The case was dismissed earlier this year on the grounds that some local contracts are shielded from antitrust scrutiny, but the plaintiffs say the judge erred by giving deference to the city for creating a wholly privatized monopoly, as opposed to something more akin to a utility, with the state “actively supervising” the private entity.
But I don’t actually want to get hung up on the ins and outs of the court case, but rather use it to highlight a very pernicious public policy practice that needs to go away, and which causes many of the woes the plaintiffs are concerned about: Non-competes in infrastructure projects.
Back in 2008, Chicago leaders privatized the city’s parking meters, gifting Chicago Parking Meters, LLC—the main backer of which is the Wall Street bank Morgan Stanley—with an exclusive 75 year deal to run the meters, in exchange for $1.15 billion up front. It’s turned out to be an amazing deal for the investors: They’ve made a $500 million profit, with 61 years still to go on the contract. It’s worked out less well for Chicago drivers, who pay the highest parking rates of any large city, save for New York.
But that’s not really what bother me: Urban parking is a valuable commodity and should be priced accordingly.
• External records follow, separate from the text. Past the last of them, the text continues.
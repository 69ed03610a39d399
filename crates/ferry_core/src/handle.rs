//! Native handles and the managed proxies that represent them
//!
//! A [`Proxy`] is what binding code hands to the application. Heap proxies
//! share one liveness token between all their clones; when the last clone is
//! dropped the token queues its reclamation record so the next sweep can
//! release the handle.

use crate::registry::Tracking;
use std::fmt;
use std::sync::{Arc, Weak};

/// Opaque identifier for unmanaged engine-side state.
#[derive(Debug, Copy, Clone, PartialEq, Eq, Hash)]
pub struct NativeHandle(pub u64);

impl NativeHandle {
    #[inline]
    pub fn raw(self) -> u64 {
        self.0
    }
}

impl fmt::Display for NativeHandle {
    fn fmt(&self, f: &mut fmt::Formatter<'_>) -> fmt::Result {
        write!(f, "{:#x}", self.0)
    }
}

/// Key of a reclamation record inside one registry.
#[derive(Copy, Clone, Debug, PartialEq, Eq, Hash, PartialOrd, Ord)]
pub struct RecordId(u64);

impl RecordId {
    pub(crate) fn new(index: u64) -> Self {
        Self(index)
    }

    #[inline]
    pub fn index(self) -> u64 {
        self.0
    }
}

impl fmt::Display for RecordId {
    fn fmt(&self, f: &mut fmt::Formatter<'_>) -> fmt::Result {
        write!(f, "{}", self.0)
    }
}

/// Shared by every clone of one heap proxy. Its drop is the reachability
/// signal for the record it belongs to.
pub(crate) struct Liveness {
    record: RecordId,
    tracking: Weak<Tracking>,
}

impl Liveness {
    pub(crate) fn new(record: RecordId, tracking: Weak<Tracking>) -> Self {
        Self { record, tracking }
    }
}

impl Drop for Liveness {
    fn drop(&mut self) {
        // Registry already torn down: nothing left to release into.
        if let Some(tracking) = self.tracking.upgrade() {
            tracking.enqueue(self.record);
        }
    }
}

/// Script-visible stand-in for a native handle.
///
/// Cloning a proxy does not duplicate the handle; all clones refer to the
/// same record and the handle becomes reclaimable only once every clone is
/// gone.
#[derive(Clone)]
pub struct Proxy {
    handle: NativeHandle,
    liveness: Option<Arc<Liveness>>,
}

impl Proxy {
    pub(crate) fn tracked(handle: NativeHandle, liveness: Arc<Liveness>) -> Self {
        Self {
            handle,
            liveness: Some(liveness),
        }
    }

    /// Proxy for a value-like (non-heap) handle. Never tracked, never released.
    pub fn immediate(handle: NativeHandle) -> Self {
        Self {
            handle,
            liveness: None,
        }
    }

    pub fn handle(&self) -> NativeHandle {
        self.handle
    }

    pub fn is_heap_value(&self) -> bool {
        self.liveness.is_some()
    }

    /// Record tracking this proxy, if it is a heap value.
    pub fn record(&self) -> Option<RecordId> {
        self.liveness.as_ref().map(|liveness| liveness.record)
    }
}

impl fmt::Debug for Proxy {
    fn fmt(&self, f: &mut fmt::Formatter<'_>) -> fmt::Result {
        f.debug_struct("Proxy")
            .field("handle", &self.handle)
            .field("record", &self.record())
            .finish()
    }
}

#[cfg(test)]
mod tests {
    use super::*;

    #[test]
    fn immediate_proxy_carries_no_record() {
        let proxy = Proxy::immediate(NativeHandle(7));
        assert!(!proxy.is_heap_value());
        assert_eq!(proxy.record(), None);
        assert_eq!(proxy.handle().raw(), 7);
    }

    #[test]
    fn handle_displays_as_hex() {
        assert_eq!(NativeHandle(255).to_string(), "0xff");
    }
}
No, what bothers me is the non-compete clause the city included in the contract, which precludes it from doing anything that might dent the profits of the parking meters investors, even as the city’s transportation and transit needs change. It even forces it to pay a hefty chunk of change to the investment group every year, undermining the whole point of the deal in the first place.
When most folks think of non-competes, I imagine they think of those that apply to workers, which prevent them from leaving one job for a similar one with a competitor. But governments, be they state or local, also include them in public-private infrastructure projects. They prevent the government from “competing” with those privatized projects in some way that would reduce the privatized profits.
So, for example, Chicago is prevented from engaging in changes to the streets that might “compete” with parking spaces, such as adding bike or bus lanes or expanding sidewalks, no matter what the current preferences of the city’s residents are. With some exceptions, the city is also barred from providing any public off-street parking within one mile of a privatized meter parking spot.
But it gets worse. The city has to compensate the private investors when it takes meters out of commission for activities such as parades or street fairs, or, say, when it wants to open up streets for restaurant eating during a pandemic. These payouts totaled $27 million in 2012 before the city slightly renegotiated the deal; they still came in at $20 million in 2018, $11 million in 2019, and more than $6.2 million in 2020, the last year for which I can find data.
As one academic paper put it, “Risk reduction mechanisms embedded in the contract resulted in the city absorbing new costs and risks that negatively impacted city finances and remade the local state as a risk manager tasked with responsibilities that protect the rate of return of the global infrastructure investment fund.”
In other words, the city became responsible for protecting investor returns, while putting itself in a worse financial position.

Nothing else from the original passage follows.